Back off signing key requests to dead servers
computer.surgery has a ton of logs that look like this:
2024-06-26T07:35:39.095620Z WARN grapevine::api::server_server: Could not send request, error: error sending request for url (https://mannuk.rocks:8448/_matrix/key/v2/server)
at src/api/server_server.rs:263
in grapevine::api::server_server::send_request with destination: "mannuk.rocks", url: https://mannuk.rocks:8448/_matrix/key/v2/server
in grapevine::service::sending::send_federation_request with destination: "mannuk.rocks"
in grapevine::service::rooms::event_handler::fetch_signing_keys with origin: "mannuk.rocks", query_via_trusted_servers: false, signature_ids: ["ed25519:cZ3Y1Rqh"]
in grapevine::api::ruma_wrapper::axum::ar_from_request
in grapevine::http_request with otel.name: "PUT /_matrix/federation/v1/send/:transaction_id", method: PUT, endpoint: /_matrix/federation/v1/send/:transaction_id
2024-06-26T07:35:39.095735Z INFO grapevine::service::rooms::event_handler: Returning stale keys, origin: mannuk.rocks
at src/service/rooms/event_handler.rs:2169
in grapevine::service::rooms::event_handler::fetch_signing_keys with origin: "mannuk.rocks", query_via_trusted_servers: false, signature_ids: ["ed25519:cZ3Y1Rqh"]

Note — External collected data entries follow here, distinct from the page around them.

//! ConflictResolver — three-way divergence detection and resolution.
//!
//! Compares the pre-disconnect snapshot, the freshly hydrated remote
//! snapshot, and the queued mutations. A top-level field conflicts iff the
//! remote moved while we were away (`stale ≠ remote`) and our pending value
//! differs from where it moved to (`pending ≠ remote`).

use std::collections::HashSet;
use std::panic::{catch_unwind, AssertUnwindSafe};

use serde_json::{Map, Value};
use tracing::warn;

use super::types::{Conflict, ConflictStrategy, Mutation, OnConflict, StatePatch};
use crate::state::path_ops::delete_value;
use crate::RESERVED_FIELD;

// ============================================================================
// Detection
// ============================================================================

/// Detect conflicts between the snapshots and the queued mutations.
///
/// Functional patches are resolved against `stale` (the state they were
/// written against). When several mutations touch one field, the last
/// pending value is the one reported.
pub fn detect(stale: &Value, remote: &Value, queue: &[Mutation]) -> Vec<Conflict> {
    let mut conflicts: Vec<Conflict> = Vec::new();

    let mut upsert = |field: &str, pending_value: Option<Value>| {
        let stale_value = stale.get(field).cloned();
        let remote_value = remote.get(field).cloned();
        if stale_value == remote_value || pending_value == remote_value {
            return;
        }
        match conflicts.iter_mut().find(|c| c.field == field) {
            Some(existing) => existing.pending_value = pending_value,
            None => conflicts.push(Conflict {
                field: field.to_string(),
                stale_value,
                remote_value,
                pending_value,
            }),
        }
    };

    for mutation in queue {
        let resolved = mutation.patch.resolve(stale);
        if let Some(partial) = resolved.as_object() {
            for (field, pending) in partial {
                if field == RESERVED_FIELD {
                    continue;
                }
                upsert(field, Some(pending.clone()));
            }
        }
        for path in mutation.patch.deletions() {
            let Some(field) = path.first() else {
                continue;
            };
            if field == RESERVED_FIELD {
                continue;
            }
            upsert(field, pending_after_delete(stale, path));
        }
    }

    conflicts
}

/// The value a top-level field would hold after applying a path deletion to
/// the stale snapshot. A top-level deletion pends `None`.
fn pending_after_delete(stale: &Value, path: &[String]) -> Option<Value> {
    if path.len() == 1 {
        return None;
    }
    let mut field_value = stale.get(&path[0])?.clone();
    let mut draft = Value::Object(Map::new());
    draft
        .as_object_mut()
        .expect("freshly built object")
        .insert(path[0].clone(), field_value.take());
    delete_value(&mut draft, path);
    draft.get(&path[0]).cloned()
}

// ============================================================================
// Strategy selection
// ============================================================================

/// Ask the host policy for a strategy. No policy, or a panicking one, yields
/// `KeepRemote`.
pub fn choose_strategy(on_conflict: Option<&OnConflict>, conflicts: &[Conflict]) -> ConflictStrategy {
    let Some(cb) = on_conflict else {
        return ConflictStrategy::KeepRemote;
    };
    match catch_unwind(AssertUnwindSafe(|| cb(conflicts))) {
        Ok(strategy) => strategy,
        Err(_) => {
            warn!("conflict policy panicked, falling back to keep-remote");
            ConflictStrategy::KeepRemote
        }
    }
}

// ============================================================================
// Resolution
// ============================================================================

/// Apply a strategy, producing the mutations to replay against the current
/// (post-hydration) state.
pub fn resolve(
    stale: &Value,
    conflicts: &[Conflict],
    queue: Vec<Mutation>,
    strategy: ConflictStrategy,
) -> Vec<Mutation> {
    match strategy {
        ConflictStrategy::KeepLocal => queue,
        ConflictStrategy::Merge {
            merged_values: Some(values),
        } => {
            let id = queue.last().map(|m| m.id).unwrap_or(0);
            vec![Mutation {
                id,
                timestamp: chrono::Utc::now().timestamp_millis(),
                patch: StatePatch::Value(values),
                replace: false,
            }]
        }
        ConflictStrategy::Merge {
            merged_values: None,
        } => {
            warn!("merge strategy without merged values, falling back to keep-remote");
            keep_remote(stale, conflicts, queue)
        }
        ConflictStrategy::KeepRemote => keep_remote(stale, conflicts, queue),
    }
}

/// Strip conflicting fields from every mutation; drop mutations left empty.
/// Functional patches are materialised against `stale` so fields can be
/// removed from them.
fn keep_remote(stale: &Value, conflicts: &[Conflict], queue: Vec<Mutation>) -> Vec<Mutation> {
    let conflicting: HashSet<&str> = conflicts.iter().map(|c| c.field.as_str()).collect();
    if conflicting.is_empty() {
        return queue;
    }

    let mut resolved = Vec::with_capacity(queue.len());
    for mutation in queue {
        let changes = mutation.patch.resolve(stale);
        let mut stripped = match changes.as_object() {
            Some(map) => map.clone(),
            None => Map::new(),
        };
        stripped.retain(|field, _| !conflicting.contains(field.as_str()));

        let deletions: Vec<Vec<String>> = mutation
            .patch
            .deletions()
            .iter()
            .filter(|path| {
                path.first()
                    .map(|f| !conflicting.contains(f.as_str()))
                    .unwrap_or(false)
            })
            .cloned()
            .collect();

        if stripped.is_empty() && deletions.is_empty() {
            continue;
        }
        let patch = if deletions.is_empty() {
            StatePatch::Value(Value::Object(stripped))
        } else {
            StatePatch::Explicit {
                changes: Value::Object(stripped),
                deletions,
            }
        };
        resolved.push(Mutation {
            id: mutation.id,
            timestamp: mutation.timestamp,
            patch,
            replace: mutation.replace,
        });
    }
    resolved
}

// ============================================================================
// Tests
// ============================================================================

#[cfg(test)]
mod tests {
    use super::*;
    use serde_json::json;
    use std::sync::Arc;

    fn mutation(id: u64, patch: StatePatch) -> Mutation {
        Mutation {
            id,
            timestamp: 1_000 + id as i64,
            patch,
            replace: false,
        }
    }

    fn value_mutation(id: u64, value: Value) -> Mutation {
        mutation(id, StatePatch::Value(value))
    }

    #[test]
    fn three_way_divergence_is_a_conflict() {
        let stale = json!({ "text": "old" });
        let remote = json!({ "text": "remote" });
        let queue = vec![value_mutation(1, json!({ "text": "local" }))];
        let conflicts = detect(&stale, &remote, &queue);
        assert_eq!(
            conflicts,
            vec![Conflict {
                field: "text".into(),
                stale_value: Some(json!("old")),
                remote_value: Some(json!("remote")),
                pending_value: Some(json!("local")),
            }]
        );
    }

    #[test]
    fn unchanged_remote_is_not_a_conflict() {
        let stale = json!({ "text": "old" });
        let remote = json!({ "text": "old" });
        let queue = vec![value_mutation(1, json!({ "text": "local" }))];
        assert!(detect(&stale, &remote, &queue).is_empty());
    }

    #[test]
    fn pending_equal_to_remote_is_not_a_conflict() {
        let stale = json!({ "text": "old" });
        let remote = json!({ "text": "same" });
        let queue = vec![value_mutation(1, json!({ "text": "same" }))];
        assert!(detect(&stale, &remote, &queue).is_empty());
    }

    #[test]
    fn functional_patches_resolve_against_the_stale_snapshot() {
        let stale = json!({ "count": 1 });
        let remote = json!({ "count": 10 });
        let queue = vec![mutation(
            1,
            StatePatch::Fn(Arc::new(|state: &Value| {
                json!({ "count": state["count"].as_i64().unwrap_or(0) + 1 })
            })),
        )];
        let conflicts = detect(&stale, &remote, &queue);
        assert_eq!(conflicts[0].pending_value, Some(json!(2)));
    }

    #[test]
    fn later_mutation_wins_the_pending_value() {
        let stale = json!({ "text": "old" });
        let remote = json!({ "text": "remote" });
        let queue = vec![
            value_mutation(1, json!({ "text": "first" })),
            value_mutation(2, json!({ "text": "second" })),
        ];
        let conflicts = detect(&stale, &remote, &queue);
        assert_eq!(conflicts.len(), 1);
        assert_eq!(conflicts[0].pending_value, Some(json!("second")));
    }

    #[test]
    fn field_added_remotely_conflicts_with_top_level_deletion() {
        let stale = json!({ "todo": { "a": 1 } });
        let remote = json!({ "todo": { "a": 2 } });
        let queue = vec![mutation(
            1,
            StatePatch::Explicit {
                changes: json!({}),
                deletions: vec![vec!["todo".into()]],
            },
        )];
        let conflicts = detect(&stale, &remote, &queue);
        assert_eq!(conflicts.len(), 1);
        assert_eq!(conflicts[0].pending_value, None);
    }

    #[test]
    fn deep_deletion_pends_the_pruned_subtree() {
        let stale = json!({ "todos": { "t1": 1, "t2": 2 } });
        let remote = json!({ "todos": { "t1": 1, "t2": 2, "t3": 3 } });
        let queue = vec![mutation(
            1,
            StatePatch::Explicit {
                changes: json!({}),
                deletions: vec![vec!["todos".into(), "t1".into()]],
            },
        )];
        let conflicts = detect(&stale, &remote, &queue);
        assert_eq!(conflicts[0].pending_value, Some(json!({ "t2": 2 })));
    }

    #[test]
    fn keep_remote_strips_conflicting_fields_and_drops_empty_mutations() {
        let stale = json!({ "text": "old", "count": 1 });
        let remote = json!({ "text": "remote", "count": 1 });
        let queue = vec![
            value_mutation(1, json!({ "text": "local" })),
            value_mutation(2, json!({ "text": "local2", "count": 5 })),
        ];
        let conflicts = detect(&stale, &remote, &queue);
        let resolved = resolve(&stale, &conflicts, queue, ConflictStrategy::KeepRemote);
        // First mutation emptied out; second keeps only `count`.
        assert_eq!(resolved.len(), 1);
        assert_eq!(resolved[0].id, 2);
        assert_eq!(
            resolved[0].patch.resolve(&json!({})),
            json!({ "count": 5 })
        );
    }

    #[test]
    fn keep_local_replays_the_queue_unchanged() {
        let stale = json!({ "text": "old" });
        let remote = json!({ "text": "remote" });
        let queue = vec![value_mutation(1, json!({ "text": "local" }))];
        let conflicts = detect(&stale, &remote, &queue);
        let resolved = resolve(&stale, &conflicts, queue.clone(), ConflictStrategy::KeepLocal);
        assert_eq!(resolved.len(), 1);
        assert_eq!(
            resolved[0].patch.resolve(&json!({})),
            json!({ "text": "local" })
        );
    }

    #[test]
    fn merge_applies_exactly_the_merged_values() {
        let stale = json!({ "text": "old" });
        let remote = json!({ "text": "remote" });
        let queue = vec![value_mutation(7, json!({ "text": "local" }))];
        let conflicts = detect(&stale, &remote, &queue);
        let resolved = resolve(
            &stale,
            &conflicts,
            queue,
            ConflictStrategy::Merge {
                merged_values: Some(json!({ "text": "remote - local" })),
            },
        );
        assert_eq!(resolved.len(), 1);
        assert_eq!(resolved[0].id, 7);
        assert_eq!(
            resolved[0].patch.resolve(&json!({})),
            json!({ "text": "remote - local" })
        );
    }

    #[test]
    fn merge_without_values_falls_back_to_keep_remote() {
        let stale = json!({ "text": "old" });
        let remote = json!({ "text": "remote" });
        let queue = vec![value_mutation(1, json!({ "text": "local" }))];
        let conflicts = detect(&stale, &remote, &queue);
        let resolved = resolve(
            &stale,
            &conflicts,
            queue,
            ConflictStrategy::Merge {
                merged_values: None,
            },
        );
        assert!(resolved.is_empty());
    }

    #[test]
    fn panicking_policy_falls_back_to_keep_remote() {
        let conflicts = vec![Conflict {
            field: "text".into(),
            stale_value: None,
            remote_value: Some(json!("remote")),
            pending_value: Some(json!("local")),
        }];
        let policy: OnConflict = Arc::new(|_: &[Conflict]| panic!("policy bug"));
        assert_eq!(
            choose_strategy(Some(&policy), &conflicts),
            ConflictStrategy::KeepRemote
        );
        assert_eq!(choose_strategy(None, &conflicts), ConflictStrategy::KeepRemote);
    }

    #[test]
    fn non_conflicting_mutations_pass_through_keep_remote() {
        let stale = json!({ "a": 1 });
        let remote = json!({ "a": 1 });
        let queue = vec![value_mutation(1, json!({ "a": 2 }))];
        let conflicts = detect(&stale, &remote, &queue);
        assert!(conflicts.is_empty());
        let resolved = resolve(&stale, &conflicts, queue, ConflictStrategy::KeepRemote);
        assert_eq!(resolved.len(), 1);
    }
}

in grapevine::api::ruma_wrapper::axum::ar_from_request
in grapevine::http_request with otel.name: "PUT /_matrix/federation/v1/send/:transaction_id", method: PUT, endpoint: /_matrix/federation/v1/send/:transaction_id
Where we try to do something that needs signing keys from a dead server, see that our cached keys are expired, try to fetch the keys from the origin, and then fail. This happens every time we try to validate a signature from a dead server.
We should probably be backing off these requests on error, and probably should have a global backoff mechanism for federation requests in general.